Indian banks are battling the worst deposit crunch in 20 years
Summary
- At 80%, the credit-deposit or CD ratio is at its highest since 2005, from when this ratio is available, showed data from RBI
MUMBAI : Banks in India struggled to attract deposits in 2023-24 even as credit growth turned stronger. Data from RBI showed the credit-deposit ratio at its highest in at least 20 years as loan offtake rose across categories including home loans and other loans for consumption.
At 80%, the credit-deposit or CD ratio is at its highest since 2005, from when this ratio is available, showed data from RBI. The CD ratio indicates how much of a bank’s deposit base is being utilized for loans. The FY24 data is up to 22 March, the last fortnight for the previous financial year.
“Customers are chasing high-return, equity linked-products," said Bhavik Hathi, managing director of consulting firm Alvarez and Marsal, adding that the solid performance of equity markets in the past few months and rising financial literacy have encouraged investors to put in money into such securities for higher returns.

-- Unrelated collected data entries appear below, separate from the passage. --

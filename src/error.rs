use thiserror::Error;

/// Error type for the polish crate
#[derive(Debug, Clone, PartialEq, Error)]
pub enum Error {
    /// Malformed input: unbalanced brackets, illegal character or truncated
    /// token
    #[error("SyntaxError: {0}")]
    SyntaxError(String),
    /// Invalid binding supplied by the caller, such as overwriting a constant
    #[error("ConfigurationError: {0}")]
    ConfigurationError(String),
    /// Unknown variable during evaluation
    #[error("NameError: {0}")]
    NameError(String),
    /// Division by zero
    #[error("ArithmeticError: {0}")]
    ArithmeticError(String),
}

/// The kind of an [`Error`](enum.Error.html), without its message.
#[derive(Debug, Clone, Copy, PartialEq, Eq, Hash)]
pub enum ErrorKind {
    /// See [`Error::SyntaxError`](enum.Error.html#variant.SyntaxError)
    Syntax,
    /// See [`Error::ConfigurationError`](enum.Error.html#variant.ConfigurationError)
    Configuration,
    /// See [`Error::NameError`](enum.Error.html#variant.NameError)
    Name,
    /// See [`Error::ArithmeticError`](enum.Error.html#variant.ArithmeticError)
    Arithmetic,
}

impl Error {
    /// Get the kind of this error, so callers can branch on it.
    ///
    /// ```
    /// # use polish::{Expr, ErrorKind};
    /// let error = Expr::parse("1/0").unwrap().eval().unwrap_err();
    /// assert_eq!(error.kind(), ErrorKind::Arithmetic);
    /// ```
    #[must_use]
    pub fn kind(&self) -> ErrorKind {
        match *self {
            Self::SyntaxError(_) => ErrorKind::Syntax,
            Self::ConfigurationError(_) => ErrorKind::Configuration,
            Self::NameError(_) => ErrorKind::Name,
            Self::ArithmeticError(_) => ErrorKind::Arithmetic,
        }
    }

    /// Get the message of this error, without the kind prefix.
    #[must_use]
    pub fn message(&self) -> &str {
        match *self {
            Self::SyntaxError(ref message)
            | Self::ConfigurationError(ref message)
            | Self::NameError(ref message)
            | Self::ArithmeticError(ref message) => message,
        }
    }
}
use crate::token::Op;

/// The class of a single input character, as seen by the lexer
#[derive(Debug, Clone, Copy, PartialEq, Eq)]
pub enum CharClass {
    /// `0` to `9`
    Digit,
    /// The decimal point `.`
    Point,
    /// One of `+ - * /`. A `-` is a unary minus or a subtraction depending on
    /// the lexer state.
    Operator(Op),
    /// `(`, `[` or `{`
    LeftBracket,
    /// `)`, `]` or `}`
    RightBracket,
    /// ASCII letters and `_`
    Name,
    /// Anything else, whitespace included
    Other,
}

/// Classify the character `c`
pub fn classify(c: char) -> CharClass {
    if c.is_ascii_digit() {
        CharClass::Digit
    } else if c == '.' {
        CharClass::Point
    } else if let Some(op) = Op::from_char(c) {
        CharClass::Operator(op)
    } else if is_left_bracket(c) {
        CharClass::LeftBracket
    } else if is_right_bracket(c) {
        CharClass::RightBracket
    } else if is_name_char(c) {
        CharClass::Name
    } else {
        CharClass::Other
    }
}

/// Check if `c` can appear in a variable name
pub fn is_name_char(c: char) -> bool {
    c == '_' || c.is_ascii_alphabetic()
}

pub fn is_left_bracket(c: char) -> bool {
    matches!(c, '(' | '[' | '{')
}

pub fn is_right_bracket(c: char) -> bool {
    matches!(c, ')' | ']' | '}')
}

/// Get the right bracket closing the left bracket `c`
pub fn closing(c: char) -> Option<char> {
    match c {
        '(' => Some(')'),
        '[' => Some(']'),
        '{' => Some('}'),
        _ => None,
    }
}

Banks hiked deposit rates last financial year to draw in retail deposits, as they faced increased competition from peers, other investment avenues, and some shift in preferences from financial assets towards real assets.
The next set of data on credit and deposit is expected to be released for the fortnight ending 5 April. To be sure, Mint used the aggregate bank credit data and not just the non-food data — bank credit after adjusting for loans given to the Food Corporation of India (FCI) — to calculate the CD ratio.
Experts said that high CD ratio increases the reliance of lenders on high-cost, bulk deposits, which may also not be part of the core depositor base of the bank. “Such bulk deposits may also be prone to higher outflows, which may pose liquidity risk to banks," said Anil Gupta, senior vice-president, co group head-financial sector ratings, Icra Ltd.
Also read: Behind the worst bank deposit crunch in nearly 20 years
Subha Sri Narayanan, director, Crisil Ratings said that in the past few quarters, lenders have used their excess statutory liquidity ratio (SLR) holdings, which supported credit growth despite the lower deposit growth. Mint reported in January that banks were liquidating some of their investments in sovereign securities to fund an insatiable demand for loans. SLR is the proportion of deposits that banks have to mandatorily invest in approved securities.
The pace of growth of bank credit surpassed deposit growth in FY24, the data showed. In FY24, while deposits grew 13.5% to ₹204.8 trillion, non-food credit grew 20.2% to ₹164.1 trillion as on 22 March. In FY23, deposits grew 9.6% and credit 15.4%.
To be sure, the deposit and credit growth in FY24 would have declined to 12.9% and 16.3%, respectively, if additions owing to erstwhile mortgage lender Housing Development Finance Corp. (HDFC) and HDFC Bank’s merger on 1 July are removed. The merger led to HDFC’s loans and deposits becoming part of the banking system, adding to the overall numbers.
“This gap between credit and deposit growth has narrowed from the previous high of about 500 bps (basis points) in FY23, driven largely by periodic deposit rate hikes by most banks in a bid to attract deposits—a trend that started around October 2022. However, at 300 bps, it remains significant," said Narayanan. A basis point is one-hundredth of a percentage point.
Meanwhile, a clutch of banks has made progress on the CD ratio front. The March quarter business numbers published recently by several banks showed that many private banks—HDFC Bank, RBL Bank, Yes Bank, Bandhan Bank, besides others—posted lower CD ratio or loan-to-deposit ratio, per an analysis by Macquarie.
That said, experts are divided on the trajectory of CD ratio for the banking sector. As per Gupta of Icra, the overall CD ratio for the banking sector is likely to remain high. Others see some moderation going ahead. According to Hathi of Alvarez and Marsal, the higher funding cost, rising asset-quality risk in unsecured retail loans, and RBI’s recent actions to curb such loans will see a slowdown in the credit growth to 12-14% year-on-year over FY25 to FY27.
“Moreover, a likely rise in overall deposit growth to 13.5%-14.5% y-o-y over FY25-FY26 will promote moderation of CD ratio going forward," said Hathi.